00011938                             13 00 00 03  00 2A 43 48          .....*CH
00011940   49 50 27 53  2A 20 97 08  00 80 00 00  5A 99 08 FF  IP'S* ......Z...
00011950   10 A8 12 A9  F4 A9 27 AB  7E AC 83 AD  7B AE B2 AF  ......'.~...{...
00011960   11 00 CB 00  02 00 00 04  02 02 05 04  04 07 05 05  ................

The level file begins with a 16-byte header, giving the addresses of the eight levels it contains (on the assumption that the file has loaded at 0A800h). In the above example, the first level pointer is 0A810h, so Lesson 1 can be found 16 bytes after the start of the file.

The actual levels themelves, once you reach them, are in the same compressed format as the DOS .PAK files.

TZX format

TZX, as a container format, is described at World of Spectrum. It's a nuisance to work with, because there's no consistent way of specifying the length of a chunk.

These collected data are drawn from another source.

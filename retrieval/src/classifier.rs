//! Retrieval-augmented quadrant classifier.
//!
//! A query is classified by retrieving similar labeled examples (remote
//! index first, local index as fallback) and letting each neighbor vote for
//! its label with weight `similarity * RETRIEVAL_DISCOUNT`. `DoNow` starts
//! with `BASELINE_WEIGHT`, so the result is defined even with no neighbors.

use std::sync::Arc;
use std::sync::atomic::{AtomicU64, Ordering};

use serde::{Deserialize, Serialize};
use taskmatrix_embeddings::{CacheStats, Embedder, HashingProvider, LocalIndex, SimilarityResult};
use tracing::{debug, info, warn};

use crate::category::Category;
use crate::config::{BASELINE_WEIGHT, ClassifierConfig, RETRIEVAL_DISCOUNT};
use crate::remote::RemoteIndex;
use crate::training::TrainingSet;

/// Which index answered a query.
#[derive(Debug, Clone, Copy, PartialEq, Eq, Serialize, Deserialize)]
#[serde(rename_all = "snake_case")]
pub enum RetrievalSource {
    Remote,
    Local,
}

/// Per-category vote weights for one classification.
#[derive(Debug, Clone, PartialEq)]
pub struct VoteTally {
    weights: [f32; 4],
    total_weight: f32,
}

impl VoteTally {
    /// A tally holding only the `DoNow` baseline.
    pub fn new() -> Self {
        let mut weights = [0.0; 4];
        weights[Category::DoNow.slot()] = BASELINE_WEIGHT;
        Self {
            weights,
            total_weight: BASELINE_WEIGHT,
        }
    }

    /// Count a neighbor labeled `label` at `similarity`.
    pub fn add(&mut self, label: Category, similarity: f32) {
        let weight = similarity * RETRIEVAL_DISCOUNT;
        self.weights[label.slot()] += weight;
        self.total_weight += weight;
    }

    /// Accumulated weight for `category`.
    pub fn weight(&self, category: Category) -> f32 {
        self.weights[category.slot()]
    }

    pub fn total_weight(&self) -> f32 {
        self.total_weight
    }

    /// Each category's share of the total weight, in id order.
    pub fn normalized(&self) -> [f32; 4] {
        self.weights.map(|w| w / self.total_weight)
    }

    /// The category with the strictly greatest share, and that share.
    ///
    /// Categories are visited in id order and only a strictly greater share
    /// replaces the leader, so `DoNow` wins every tie.
    pub fn winner(&self) -> (Category, f32) {
        let scores = self.normalized();
        let mut best = (Category::DoNow, 0.0);
        for category in Category::ALL {
            let score = scores[category.slot()];
            if score > best.1 {
                best = (category, score);
            }
        }
        best
    }
}

impl Default for VoteTally {
    fn default() -> Self {
        Self::new()
    }
}

/// A retrieved example and the label it voted for.
#[derive(Debug, Clone, PartialEq, Serialize, Deserialize)]
pub struct Neighbor {
    pub text: String,
    pub score: f32,
    /// `None` when the text matches no training example; such neighbors
    /// do not vote.
    pub label: Option<Category>,
}

/// Full outcome of a classification.
#[derive(Debug, Clone, PartialEq, Serialize, Deserialize)]
pub struct Classification {
    pub category: Category,

    /// The winning category's normalized score.
    pub confidence: f32,

    /// Normalized score of every category, in id order.
    pub scores: [f32; 4],

    pub total_weight: f32,

    pub neighbors: Vec<Neighbor>,

    pub source: RetrievalSource,
}

/// Request counters.
#[derive(Debug, Clone, Default, PartialEq, Eq, Serialize, Deserialize)]
pub struct ClassifierStats {
    pub total_requests: u64,
    pub remote_served: u64,
    pub local_fallbacks: u64,
    pub unmatched_neighbors: u64,
}

#[derive(Default)]
struct Counters {
    total_requests: AtomicU64,
    remote_served: AtomicU64,
    local_fallbacks: AtomicU64,
    unmatched_neighbors: AtomicU64,
}

/// Classifies task descriptions into quadrants.
///
/// Construct one at startup and share it (`Arc<Classifier>`); every method
/// takes `&self` and is safe to call concurrently.
pub struct Classifier {
    config: ClassifierConfig,
    training: Arc<TrainingSet>,
    local: LocalIndex,
    remote: Option<RemoteIndex>,
    counters: Counters,
}

impl Classifier {
    /// Create a new classifier builder.
    pub fn builder() -> ClassifierBuilder {
        ClassifierBuilder::new()
    }

    pub fn new(
        config: ClassifierConfig,
        training: TrainingSet,
        embedder: Embedder,
        remote: Option<RemoteIndex>,
    ) -> Self {
        let local = LocalIndex::new(training.texts(), embedder);
        Self {
            config,
            training: Arc::new(training),
            local,
            remote,
            counters: Counters::default(),
        }
    }

    pub fn config(&self) -> &ClassifierConfig {
        &self.config
    }

    pub fn training(&self) -> &TrainingSet {
        &self.training
    }

    pub fn has_remote(&self) -> bool {
        self.remote.is_some()
    }

    /// Embed the training set now instead of on the first request.
    pub async fn warm_up(&self) {
        if self.local.ensure_populated().await {
            info!("Local index warmed up with {} examples", self.local.len());
        }
    }

    /// Classify `text`. Never fails.
    pub async fn classify(&self, text: &str) -> Category {
        self.classify_detailed(text).await.category
    }

    /// Classify `text` and report how the decision was reached.
    pub async fn classify_detailed(&self, text: &str) -> Classification {
        self.counters.total_requests.fetch_add(1, Ordering::Relaxed);

        let (results, source) = self.retrieve(text).await;

        let mut tally = VoteTally::new();
        let mut neighbors = Vec::with_capacity(results.len());
        for result in results {
            let label = self.training.label_for(&result.text);
            match label {
                Some(label) => tally.add(label, result.score),
                None => {
                    self.counters
                        .unmatched_neighbors
                        .fetch_add(1, Ordering::Relaxed);
                    debug!("Retrieved text has no training label: {}", result.text);
                }
            }
            neighbors.push(Neighbor {
                text: result.text,
                score: result.score,
                label,
            });
        }

        let (category, confidence) = tally.winner();
        debug!(
            "Classified with {} neighbors from {source:?}: {category:?} ({confidence:.3})",
            neighbors.len()
        );

        Classification {
            category,
            confidence,
            scores: tally.normalized(),
            total_weight: tally.total_weight(),
            neighbors,
            source,
        }
    }

    /// Neighbors from the remote index, or from the local index when the
    /// remote one is absent or unavailable.
    pub async fn retrieve(&self, text: &str) -> (Vec<SimilarityResult>, RetrievalSource) {
        let k = self.config.max_results;
        let min_score = self.config.min_score;

        if let Some(remote) = &self.remote {
            match remote.query(text, k, min_score).await {
                Ok(results) => {
                    self.counters.remote_served.fetch_add(1, Ordering::Relaxed);
                    return (results, RetrievalSource::Remote);
                }
                Err(e) => {
                    warn!("Remote index unavailable ({e}), falling back to local index");
                    self.counters.local_fallbacks.fetch_add(1, Ordering::Relaxed);
                }
            }
        }

        (
            self.local.query(text, k, min_score).await,
            RetrievalSource::Local,
        )
    }

    /// Drop cached training embeddings; they are recomputed on next use.
    pub async fn reset_cache(&self) {
        self.local.reset().await;
    }

    pub async fn cache_stats(&self) -> CacheStats {
        self.local.stats().await
    }

    pub fn stats(&self) -> ClassifierStats {
        ClassifierStats {
            total_requests: self.counters.total_requests.load(Ordering::Relaxed),
            remote_served: self.counters.remote_served.load(Ordering::Relaxed),
            local_fallbacks: self.counters.local_fallbacks.load(Ordering::Relaxed),
            unmatched_neighbors: self.counters.unmatched_neighbors.load(Ordering::Relaxed),
        }
    }
}

/// Builder for [`Classifier`].
///
/// Defaults to the built-in training set, the hashing embedder and no
/// remote index.
pub struct ClassifierBuilder {
    config: ClassifierConfig,
    training: Option<TrainingSet>,
    embedder: Option<Embedder>,
    remote: Option<RemoteIndex>,
}

impl ClassifierBuilder {
    /// Create a new builder.
    pub fn new() -> Self {
        Self {
            config: ClassifierConfig::default(),
            training: None,
            embedder: None,
            remote: None,
        }
    }

    pub fn with_config(mut self, config: ClassifierConfig) -> Self {
        self.config = config;
        self
    }

    pub fn with_training(mut self, training: TrainingSet) -> Self {
        self.training = Some(training);
        self
    }

    pub fn with_embedder(mut self, embedder: Embedder) -> Self {
        self.embedder = Some(embedder);
        self
    }

    pub fn with_remote(mut self, remote: RemoteIndex) -> Self {
        self.remote = Some(remote);
        self
    }

    /// Build the classifier.
    pub fn build(self) -> Classifier {
        let dimension = self.config.dimension;
        let embedder = self
            .embedder
            .unwrap_or_else(|| Embedder::new(Arc::new(HashingProvider::new(dimension)), dimension));
        Classifier::new(
            self.config,
            self.training.unwrap_or_else(TrainingSet::builtin),
            embedder,
            self.remote,
        )
    }
}

impl Default for ClassifierBuilder {
    fn default() -> Self {
        Self::new()
    }
}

Of the two TZX releases, the Erbe rerelease contains the same data as the .TAP download. The original (turbloader) TZX stores the levels in an obfuscated form, which the turboloader decrypts on read. For example, the file containing the first levels has the header

E9 CB 5C F7 98 41 83 C3 25 FE CB 76 2B

After decryption by the loader, this becomes

00 89 08 FF 5F 3D 3D C0 97 08

Of these bytes: 00 is the level ID.
89 08 is the number (0889h) of bytes that will be read from the file.
97 08 is the number (0897h) of bytes that will end up in memory.

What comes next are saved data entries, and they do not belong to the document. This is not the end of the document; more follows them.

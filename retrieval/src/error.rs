//! Error types for the classification engine.

use std::path::PathBuf;

use thiserror::Error;

/// Result type alias for retrieval operations.
pub type Result<T> = std::result::Result<T, RetrievalError>;

/// Errors raised while setting the engine up.
///
/// Classification itself never returns these; they only surface from
/// constructors and loaders.
#[derive(Error, Debug)]
pub enum RetrievalError {
    /// Embedding error.
    #[error("embedding error: {0}")]
    Embedding(#[from] taskmatrix_embeddings::EmbeddingError),

    /// Training data could not be read.
    #[error("failed to read training data {}: {source}", path.display())]
    TrainingRead {
        path: PathBuf,
        #[source]
        source: std::io::Error,
    },

    /// Training data is not a JSON array of records.
    #[error("failed to parse training data: {0}")]
    TrainingParse(#[from] serde_json::Error),

    /// Configuration error.
    #[error("configuration error: {0}")]
    Config(String),

    /// HTTP client could not be built.
    #[error("http error: {0}")]
    Http(#[from] reqwest::Error),
}

/// Why the remote similarity index could not answer.
///
/// Every variant is recoverable: the classifier falls back to the local
/// index.
#[derive(Error, Debug, Clone, PartialEq, Eq)]
pub enum RemoteUnavailable {
    /// The request exceeded its timeout.
    #[error("request timed out")]
    Timeout,

    /// Connection or transport failure.
    #[error("network error: {0}")]
    Network(String),

    /// Non-success HTTP status.
    #[error("unexpected status {0}")]
    Status(u16),

    /// Body missing expected fields or otherwise unusable.
    #[error("malformed response: {0}")]
    Malformed(String),
}

impl From<reqwest::Error> for RemoteUnavailable {
    fn from(e: reqwest::Error) -> Self {
        if e.is_timeout() {
            Self::Timeout
        } else {
            Self::Network(e.to_string())
        }
    }
}

/// A category id outside the four quadrants.
#[derive(Error, Debug, Clone, Copy, PartialEq, Eq)]
#[error("unknown category id {0}")]
pub struct UnknownCategory(pub i64);
//! Failure-tolerant front end over an [`EmbeddingProvider`].

use std::sync::Arc;

use tracing::{debug, warn};

use crate::Embedding;
use crate::provider::{EmbeddingProvider, EmbeddingRequest};

/// Converts text to embeddings without ever failing.
///
/// Any provider error, an empty vector, or a vector whose length is not the
/// configured dimension comes back as `None`, meaning "no signal". Callers
/// must never treat it as a zero vector.
#[derive(Clone)]
pub struct Embedder {
    provider: Option<Arc<dyn EmbeddingProvider>>,
    dimension: usize,
}

impl Embedder {
    /// Wrap a provider whose embeddings are expected to have `dimension` entries.
    pub fn new(provider: Arc<dyn EmbeddingProvider>, dimension: usize) -> Self {
        Self {
            provider: Some(provider),
            dimension,
        }
    }

    /// An embedder with no backing model; every call yields `None`.
    pub fn unavailable(dimension: usize) -> Self {
        Self {
            provider: None,
            dimension,
        }
    }

    /// Whether a provider is attached and reports itself usable.
    pub fn is_available(&self) -> bool {
        self.provider.as_ref().is_some_and(|p| p.is_available())
    }

    /// Expected embedding dimension.
    pub fn dimension(&self) -> usize {
        self.dimension
    }

    /// Name of the backing provider, or `"none"`.
    pub fn provider_name(&self) -> &str {
        self.provider.as_ref().map_or("none", |p| p.name())
    }

    /// Embed a single text.
    pub async fn embed(&self, text: &str) -> Option<Embedding> {
        let provider = self.provider.as_ref()?;

        match provider.embed(EmbeddingRequest::new(text)).await {
            Ok(response) => self.validate(response.embedding),
            Err(e) => {
                warn!("Embedding failed via {}: {e}", provider.name());
                None
            }
        }
    }

    /// Embed many texts, keeping positions aligned with the input.
    ///
    /// Tries one batch call first; if the batch fails as a whole, each text
    /// is retried on its own so one bad input cannot blank the rest.
    pub async fn embed_all(&self, texts: &[String]) -> Vec<Option<Embedding>> {
        let Some(provider) = self.provider.as_ref() else {
            return vec![None; texts.len()];
        };
        if texts.is_empty() {
            return Vec::new();
        }

        let requests = texts.iter().map(EmbeddingRequest::new).collect();
        match provider.embed_batch(requests).await {
            Ok(responses) if responses.len() == texts.len() => {
                debug!("Embedded {} texts in one batch", texts.len());
                return responses
                    .into_iter()
                    .map(|r| self.validate(r.embedding))
                    .collect();
            }
            Ok(responses) => warn!(
                "Batch embedding returned {} results for {} texts, retrying individually",
                responses.len(),
                texts.len()
            ),
            Err(e) => warn!("Batch embedding failed, retrying individually: {e}"),
        }

        let mut embeddings = Vec::with_capacity(texts.len());
        for text in texts {
            embeddings.push(self.embed(text).await);
        }
        embeddings
    }

    fn validate(&self, embedding: Embedding) -> Option<Embedding> {
        if embedding.is_empty() {
            warn!("Provider returned an empty embedding");
            return None;
        }
        if embedding.len() != self.dimension {
            warn!(
                "Discarding embedding with {} dimensions, expected {}",
                embedding.len(),
                self.dimension
            );
            return None;
        }
        Some(embedding)
    }
}

impl std::fmt::Debug for Embedder {
    fn fmt(&self, f: &mut std::fmt::Formatter<'_>) -> std::fmt::Result {
        f.debug_struct("Embedder")
            .field("provider", &self.provider_name())
            .field("dimension", &self.dimension)
            .finish()
    }
}

#[cfg(test)]
mod tests {
    use super::*;
    use crate::error::{EmbeddingError, Result};
    use crate::provider::{EmbeddingResponse, HashingProvider};
    use async_trait::async_trait;
    use pretty_assertions::assert_eq;

    /// Fails every call, like a model that never loaded.
    struct BrokenProvider;

    #[async_trait]
    impl EmbeddingProvider for BrokenProvider {
        fn name(&self) -> &str {
            "broken"
        }

        fn default_model(&self) -> &str {
            "none"
        }

        fn default_dimension(&self) -> usize {
            4
        }

        async fn embed(&self, _request: EmbeddingRequest) -> Result<EmbeddingResponse> {
            Err(EmbeddingError::Inference("session not loaded".to_string()))
        }

        fn is_available(&self) -> bool {
            false
        }
    }

    #[tokio::test]
    async fn test_provider_failure_yields_none() {
        let embedder = Embedder::new(Arc::new(BrokenProvider), 4);
        assert_eq!(embedder.embed("anything").await, None);
        assert_eq!(
            embedder.embed_all(&["a".to_string(), "b".to_string()]).await,
            vec![None, None]
        );
    }

    #[tokio::test]
    async fn test_unavailable_embedder() {
        let embedder = Embedder::unavailable(8);
        assert!(!embedder.is_available());
        assert_eq!(embedder.provider_name(), "none");
        assert_eq!(embedder.embed("anything").await, None);
    }

    #[tokio::test]
    async fn test_wrong_dimension_is_discarded() {
        let embedder = Embedder::new(Arc::new(HashingProvider::new(16)), 32);
        assert_eq!(embedder.embed("fix the server").await, None);
    }

    #[tokio::test]
    async fn test_embed_all_keeps_positions() {
        let embedder = Embedder::new(Arc::new(HashingProvider::new(16)), 16);
        let texts = vec!["deploy hotfix".to_string(), "...".to_string(), "call mom".to_string()];

        let embeddings = embedder.embed_all(&texts).await;
        assert_eq!(embeddings.len(), 3);
        assert!(embeddings[0].is_some());
        assert!(embeddings[1].is_none());
        assert!(embeddings[2].is_some());
    }
}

The other bytes are used in decoding the following data block.

Amstrad CPC

The version of the game downloadable from is in the form of a disk image (in the CPC data format). The filesystem is CP/M, with groups of eight levels held in CP/M files:

CHIPS.CHA: Levels 1-8
CHIPS.CHB: Levels 9-16
CHIPS.CHC: Levels 17-24

Each file begins with a 128-byte AMSDOS header. This is followed by the same data as in the Spectrum tape file: eight words giving the level addresses (assuming a load at 0A800h) and then the eight levels.